Dopo lungo riflettere, l’
ammiraglio Dönitz prendeva una decisione, che gli
faceva molto onore, di
assumersi la gravissima responsabilità di tentare il salvataggio,
una responsabilità tale da
poter distruggere di colpo la sua carriera. Fattosi
assicurare che l’ “U-156”
era in grado di immergersi in caso di necessità, alle ore
3,45, pur tra pareri
nettamente contrari in seno agli ufficiali del suo staff, diramava
l’ ordine ai tre
sommergibili più vicini, quelli del gruppo Eisbär (“U-507”, “U-506”
e “U-457”, la “vacca da
latte”) di dirigere a tutta velocità a dare una mano.
Hartestein provvedeva
intanto a raccogliere i naufraghi sparsi qua e là, a
distribuirli con ordine su
battelli e zattere. Proponeva nel contempo la neutralizzazione
diplomatica della zona del
naufragio. Al quartier generale di Parigi la cosa
sembrava difficile, ma
Dönitz cercava di giocare anche questa carta. Venivano presi
contatti anche con l’
ammiraglio Parona della base italiana di Beta-Somm a
Bordeaux, che disponeva il
dirottamento del sommergibile “Cappellini” che, al
comando del tenente di
vascello Marco Revedin, si trovava relativamente il più
vicino alla zona interessata
(e non nuovo ad operazioni di salvataggio di naufraghi).
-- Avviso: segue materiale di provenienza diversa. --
use actix_web::{HttpResponse, ResponseError};

use crate::repo::RepoError;

const NOT_FOUND_HTML: &str = "<!DOCTYPE html>\n<html><head><title>Not Found</title></head>\
<body><h1>404 Not Found</h1><p><a href=\"/blog/\">Back to the blog</a></p></body></html>";

const INTERNAL_HTML: &str = "<!DOCTYPE html>\n<html><head><title>Server Error</title></head>\
<body><h1>500 Internal Server Error</h1></body></html>";

#[derive(thiserror::Error, Debug)]
pub enum PageError {
    #[error("not found")] NotFound,
    #[error("internal error")] Internal,
}

impl From<RepoError> for PageError {
    fn from(e: RepoError) -> Self {
        match e {
            RepoError::NotFound => PageError::NotFound,
            RepoError::Conflict => PageError::Internal,
            RepoError::Internal(msg) => {
                log::error!("repository error: {msg}");
                PageError::Internal
            }
        }
    }
}

impl ResponseError for PageError {
    fn error_response(&self) -> HttpResponse {
        match self {
            PageError::NotFound => HttpResponse::NotFound()
                .content_type("text/html; charset=utf-8")
                .body(NOT_FOUND_HTML),
            PageError::Internal => HttpResponse::InternalServerError()
                .content_type("text/html; charset=utf-8")
                .body(INTERNAL_HTML),
        }
    }
}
A Dakar si trovavano molte
navi della flotta francese di Vichy e, col concorso del
governo italiano, veniva
richiesta la collaborazione della commissione d’ armistizio
di Wiesbaden, Torino e
Vichy.
La situazione era
pesantissima e Hartestein prendeva un’ altra iniziativa del
tutto fuori norma:
trasmetteva in chiaro un avviso in inglese facendo presente che,
se qualche nave era in grado
di prestare soccorso, il suo sommergibile si sarebbe
astenuto da atti ostili
purché egli stesso non fosse fatto segno ad attacchi da parte
di navi o aerei; dava
perfino la sua posizione. Un rischio tanto grave che sembrava
una pazzia.
Passavano così due giorni e
due notti di grande ansia.
Alle ore 10,10 del 13
settembre il sommergibile “Cappellini” riceveva l’ ordine
di dirottare verso quella
zona, ma si trovava molto lontano, a nord-est
dell’ isola di Ascension.
Molte erano le istruzioni
che seguivano via via, comprese indicazioni sui
segnali di riconoscimento
tra le unità tedesche e francesi, che erano l’ incrociatore
“La Galissonière” e gli
avvisi “Dumont d’ Urville” e “Annamite” sotto il comando
in capo di Marine Dakar,
dove si trovava l’ ammiraglio Collinet.
Era una domenica, quel 13
settembre, e dopo una mattinata d’ intenso lavoro
l’ ammiraglio si apprestava
a concedersi una pausa per la colazione. Alle ore 13 gli
veniva recapitato un
messaggio urgente, l’ ordine d’ uscita per raccogliere i naufraghi
del “Laconia” trovantisi in
posizione stimata nei pressi di Abidijan. La cosa
non gli piaceva perché i
rapporti con gli alleati erano delicatissime il francese
temeva malintesi e
incidenti. La notizia dell’ affondamento gli era già nota. L’ unità
più vicina era l’ avviso
“Dumont d’ Urville” al quale veniva mandato l’ ordine di
muovere alle ore 19,30, sul
far della sera, ma il cifrato relativo all’ operazione era
incomprensibile e la
faccenda veniva chiarita solo il giorno dopo. Per di più l’ unità
era lenta, non poteva
sviluppare più di 12 nodi. Il suo comandante, capitano di
corvetta Quémard, era un bel
tipo : la sua piccola unità aveva incontrato un giorno
una grossa formazione
inglese, che si premurava di trasmettere il segnale “Non
temete, non attaccheremo”,
al quale Quémard rispondeva: “Neanch’ io”.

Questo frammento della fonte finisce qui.